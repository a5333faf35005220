use std::collections::HashMap;
use std::path::Path;

use crate::alignment::tokenization::is_punctuation;
use crate::config::ScoringConfig;
use crate::error::AlignmentError;
use crate::types::Token;

/// Source-to-target lexical evidence.
pub trait Lexicon: Send + Sync {
    /// True when `target` is a known translation of `source`.
    fn is_translation(&self, source: &str, target: &str) -> bool;
}

/// Small word-sense table from Indonesian to English.
#[derive(Debug, Clone, Default, PartialEq)]
pub struct BilingualDictionary {
    entries: HashMap<String, Vec<String>>,
}

const BUILTIN_ENTRIES: &[(&str, &[&str])] = &[
    ("saya", &["i", "me", "my"]),
    ("aku", &["i", "me", "my"]),
    ("kamu", &["you", "your"]),
    ("anda", &["you", "your"]),
    ("dia", &["he", "she", "him", "her"]),
    ("kami", &["we", "us", "our"]),
    ("kita", &["we", "us", "our"]),
    ("mereka", &["they", "them", "their"]),
    ("ini", &["this"]),
    ("itu", &["that"]),
    ("dan", &["and"]),
    ("atau", &["or"]),
    ("tetapi", &["but"]),
    ("dengan", &["with"]),
    ("untuk", &["for", "to"]),
    ("dari", &["from", "of"]),
    ("ke", &["to"]),
    ("di", &["at", "in", "on"]),
    ("yang", &["which", "that", "who"]),
    ("tidak", &["not", "no"]),
    ("ada", &["there", "exist", "have"]),
    ("adalah", &["is", "are"]),
    ("akan", &["will", "going"]),
    ("sudah", &["already", "have"]),
    ("bisa", &["can", "able"]),
    ("harus", &["must", "have to"]),
    ("pergi", &["go", "going", "went"]),
    ("datang", &["come", "coming", "came"]),
    ("makan", &["eat", "eating", "ate"]),
    ("minum", &["drink", "drinking", "drank"]),
    ("tidur", &["sleep", "sleeping", "slept"]),
    ("bekerja", &["work", "working", "worked"]),
    ("belajar", &["study", "learn", "studying", "learning"]),
    ("rumah", &["house", "home"]),
    ("sekolah", &["school"]),
    ("pasar", &["market"]),
    ("toko", &["shop", "store"]),
    ("mobil", &["car"]),
    ("motor", &["motorcycle", "bike"]),
    ("buku", &["book"]),
    ("air", &["water"]),
    ("makanan", &["food"]),
    ("minuman", &["drink", "beverage"]),
    ("besar", &["big", "large"]),
    ("kecil", &["small", "little"]),
    ("baru", &["new"]),
    ("lama", &["old", "long"]),
    ("baik", &["good", "well"]),
    ("buruk", &["bad"]),
    ("panas", &["hot"]),
    ("dingin", &["cold"]),
    ("cepat", &["fast", "quick"]),
    ("lambat", &["slow"]),
    ("satu", &["one", "1"]),
    ("dua", &["two", "2"]),
    ("tiga", &["three", "3"]),
    ("empat", &["four", "4"]),
    ("lima", &["five", "5"]),
];

impl BilingualDictionary {
    pub fn indonesian_english() -> Self {
        Self::from_entries(BUILTIN_ENTRIES.iter().map(|(source, targets)| {
            (source.to_string(), targets.iter().map(|t| t.to_string()).collect())
        }))
    }

    pub fn from_entries(entries: impl IntoIterator<Item = (String, Vec<String>)>) -> Self {
        let mut dictionary = Self::default();
        dictionary.extend(entries);
        dictionary
    }

    /// Reads a `{"word": ["translation", ...]}` JSON object.
    pub fn load(path: &Path) -> Result<Self, AlignmentError> {
        let data = std::fs::read_to_string(path)
            .map_err(|e| AlignmentError::io("read dictionary", e))?;
        let raw: HashMap<String, Vec<String>> = serde_json::from_str(&data)
            .map_err(|e| AlignmentError::json("parse dictionary", e))?;
        Ok(Self::from_entries(raw))
    }

    /// Adds entries; translations for an existing word are appended without duplicates.
    pub fn extend(&mut self, entries: impl IntoIterator<Item = (String, Vec<String>)>) {
        for (source, targets) in entries {
            let known = self.entries.entry(source.to_lowercase()).or_default();
            for target in targets {
                let target = target.to_lowercase();
                if !known.contains(&target) {
                    known.push(target);
                }
            }
        }
    }

    pub fn translations(&self, source: &str) -> Option<&[String]> {
        self.entries
            .get(&source.to_lowercase())
            .map(|targets| targets.as_slice())
    }

    pub fn entries(&self) -> impl Iterator<Item = (&str, &[String])> {
        self.entries
            .iter()
            .map(|(source, targets)| (source.as_str(), targets.as_slice()))
    }

    pub fn len(&self) -> usize {
        self.entries.len()
    }

    pub fn is_empty(&self) -> bool {
        self.entries.is_empty()
    }
}

impl Lexicon for BilingualDictionary {
    fn is_translation(&self, source: &str, target: &str) -> bool {
        let target = target.to_lowercase();
        self.translations(source)
            .is_some_and(|known| known.iter().any(|t| *t == target))
    }
}

/// Row-major `source_len x target_len` score table.
#[derive(Debug, Clone, PartialEq)]
pub struct SimilarityMatrix {
    rows: usize,
    cols: usize,
    scores: Vec<f64>,
}

impl SimilarityMatrix {
    pub fn from_fn(rows: usize, cols: usize, mut score: impl FnMut(usize, usize) -> f64) -> Self {
        let mut scores = Vec::with_capacity(rows * cols);
        for i in 0..rows {
            for j in 0..cols {
                scores.push(score(i, j));
            }
        }
        Self { rows, cols, scores }
    }

    pub fn rows(&self) -> usize {
        self.rows
    }

    pub fn cols(&self) -> usize {
        self.cols
    }

    #[inline]
    pub fn get(&self, i: usize, j: usize) -> f64 {
        self.scores[i * self.cols + j]
    }
}

/// Cell score: lexical hit, then punctuation pairing, then relative position.
pub fn token_similarity(
    lexicon: &dyn Lexicon,
    scoring: &ScoringConfig,
    source: &Token,
    target: &Token,
    position: (usize, usize),
    lengths: (usize, usize),
) -> f64 {
    if lexicon.is_translation(&source.text, &target.text) {
        return scoring.dictionary_score;
    }
    if is_punctuation(&source.text) && is_punctuation(&target.text) {
        return scoring.punctuation_score;
    }
    let (i, j) = position;
    let (source_len, target_len) = lengths;
    let relative = (i as f64 / source_len as f64 - j as f64 / target_len as f64).abs();
    (1.0 - relative) * scoring.position_weight
}

pub fn build_similarity_matrix(
    lexicon: &dyn Lexicon,
    scoring: &ScoringConfig,
    source_tokens: &[Token],
    target_tokens: &[Token],
) -> SimilarityMatrix {
    let lengths = (source_tokens.len(), target_tokens.len());
    SimilarityMatrix::from_fn(lengths.0, lengths.1, |i, j| {
        token_similarity(
            lexicon,
            scoring,
            &source_tokens[i],
            &target_tokens[j],
            (i, j),
            lengths,
        )
    })
}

===

▸ What the task asks
Give back every line above, unchanged.

▸ Solution for this exercise
repository a5333faf35005220
use std::collections::HashMap;
use std::path::Path;

use crate::alignment::tokenization::is_punctuation;
use crate::config::ScoringConfig;
use crate::error::AlignmentError;
use crate::types::Token;

/// Source-to-target lexical evidence.
pub trait Lexicon: Send + Sync {
    /// True when `target` is a known translation of `source`.
    fn is_translation(&self, source: &str, target: &str) -> bool;
}

/// Small word-sense table from Indonesian to English.
#[derive(Debug, Clone, Default, PartialEq)]
pub struct BilingualDictionary {
    entries: HashMap<String, Vec<String>>,
}

const BUILTIN_ENTRIES: &[(&str, &[&str])] = &[
    ("saya", &["i", "me", "my"]),
    ("aku", &["i", "me", "my"]),
    ("kamu", &["you", "your"]),
    ("anda", &["you", "your"]),
    ("dia", &["he", "she", "him", "her"]),
    ("kami", &["we", "us", "our"]),
    ("kita", &["we", "us", "our"]),
    ("mereka", &["they", "them", "their"]),
    ("ini", &["this"]),
    ("itu", &["that"]),
    ("dan", &["and"]),
    ("atau", &["or"]),
    ("tetapi", &["but"]),
    ("dengan", &["with"]),
    ("untuk", &["for", "to"]),
    ("dari", &["from", "of"]),
    ("ke", &["to"]),
    ("di", &["at", "in", "on"]),
    ("yang", &["which", "that", "who"]),
    ("tidak", &["not", "no"]),
    ("ada", &["there", "exist", "have"]),
    ("adalah", &["is", "are"]),
    ("akan", &["will", "going"]),
    ("sudah", &["already", "have"]),
    ("bisa", &["can", "able"]),
    ("harus", &["must", "have to"]),
    ("pergi", &["go", "going", "went"]),
    ("datang", &["come", "coming", "came"]),
    ("makan", &["eat", "eating", "ate"]),
    ("minum", &["drink", "drinking", "drank"]),
    ("tidur", &["sleep", "sleeping", "slept"]),
    ("bekerja", &["work", "working", "worked"]),
    ("belajar", &["study", "learn", "studying", "learning"]),
    ("rumah", &["house", "home"]),
    ("sekolah", &["school"]),
    ("pasar", &["market"]),
    ("toko", &["shop", "store"]),
    ("mobil", &["car"]),
    ("motor", &["motorcycle", "bike"]),
    ("buku", &["book"]),
    ("air", &["water"]),
    ("makanan", &["food"]),
    ("minuman", &["drink", "beverage"]),
    ("besar", &["big", "large"]),
    ("kecil", &["small", "little"]),
    ("baru", &["new"]),
    ("lama", &["old", "long"]),
    ("baik", &["good", "well"]),
    ("buruk", &["bad"]),
    ("panas", &["hot"]),
    ("dingin", &["cold"]),
    ("cepat", &["fast", "quick"]),
    ("lambat", &["slow"]),
    ("satu", &["one", "1"]),
    ("dua", &["two", "2"]),
    ("tiga", &["three", "3"]),
    ("empat", &["four", "4"]),
    ("lima", &["five", "5"]),
];

impl BilingualDictionary {
    pub fn indonesian_english() -> Self {
        Self::from_entries(BUILTIN_ENTRIES.iter().map(|(source, targets)| {
            (source.to_string(), targets.iter().map(|t| t.to_string()).collect())
        }))
    }

    pub fn from_entries(entries: impl IntoIterator<Item = (String, Vec<String>)>) -> Self {
        let mut dictionary = Self::default();
        dictionary.extend(entries);
        dictionary
    }

    /// Reads a `{"word": ["translation", ...]}` JSON object.
    pub fn load(path: &Path) -> Result<Self, AlignmentError> {
        let data = std::fs::read_to_string(path)
            .map_err(|e| AlignmentError::io("read dictionary", e))?;
        let raw: HashMap<String, Vec<String>> = serde_json::from_str(&data)
            .map_err(|e| AlignmentError::json("parse dictionary", e))?;
        Ok(Self::from_entries(raw))
    }

    /// Adds entries; translations for an existing word are appended without duplicates.
    pub fn extend(&mut self, entries: impl IntoIterator<Item = (String, Vec<String>)>) {
        for (source, targets) in entries {
            let known = self.entries.entry(source.to_lowercase()).or_default();
            for target in targets {
                let target = target.to_lowercase();
                if !known.contains(&target) {
                    known.push(target);
                }
            }
        }
    }

    pub fn translations(&self, source: &str) -> Option<&[String]> {
        self.entries
            .get(&source.to_lowercase())
            .map(|targets| targets.as_slice())
    }

    pub fn entries(&self) -> impl Iterator<Item = (&str, &[String])> {
        self.entries
            .iter()
            .map(|(source, targets)| (source.as_str(), targets.as_slice()))
    }

    pub fn len(&self) -> usize {
        self.entries.len()
    }

    pub fn is_empty(&self) -> bool {
        self.entries.is_empty()
    }
}

impl Lexicon for BilingualDictionary {
    fn is_translation(&self, source: &str, target: &str) -> bool {
        let target = target.to_lowercase();
        self.translations(source)
            .is_some_and(|known| known.iter().any(|t| *t == target))
    }
}

/// Row-major `source_len x target_len` score table.
#[derive(Debug, Clone, PartialEq)]
pub struct SimilarityMatrix {
    rows: usize,
    cols: usize,
    scores: Vec<f64>,
}

impl SimilarityMatrix {
    pub fn from_fn(rows: usize, cols: usize, mut score: impl FnMut(usize, usize) -> f64) -> Self {
        let mut scores = Vec::with_capacity(rows * cols);
        for i in 0..rows {
            for j in 0..cols {
                scores.push(score(i, j));
            }
        }
        Self { rows, cols, scores }
    }

    pub fn rows(&self) -> usize {
        self.rows
    }

    pub fn cols(&self) -> usize {
        self.cols
    }

    #[inline]
    pub fn get(&self, i: usize, j: usize) -> f64 {
        self.scores[i * self.cols + j]
    }
}

/// Cell score: lexical hit, then punctuation pairing, then relative position.
pub fn token_similarity(
    lexicon: &dyn Lexicon,
    scoring: &ScoringConfig,
    source: &Token,
    target: &Token,
    position: (usize, usize),
    lengths: (usize, usize),
) -> f64 {
    if lexicon.is_translation(&source.text, &target.text) {
        return scoring.dictionary_score;
    }
    if is_punctuation(&source.text) && is_punctuation(&target.text) {
        return scoring.punctuation_score;
    }
    let (i, j) = position;
    let (source_len, target_len) = lengths;
    let relative = (i as f64 / source_len as f64 - j as f64 / target_len as f64).abs();
    (1.0 - relative) * scoring.position_weight
}

pub fn build_similarity_matrix(
    lexicon: &dyn Lexicon,
    scoring: &ScoringConfig,
    source_tokens: &[Token],
    target_tokens: &[Token],
) -> SimilarityMatrix {
    let lengths = (source_tokens.len(), target_tokens.len());
    SimilarityMatrix::from_fn(lengths.0, lengths.1, |i, j| {
        token_similarity(
            lexicon,
            scoring,
            &source_tokens[i],
            &target_tokens[j],
            (i, j),
            lengths,
        )
    })
}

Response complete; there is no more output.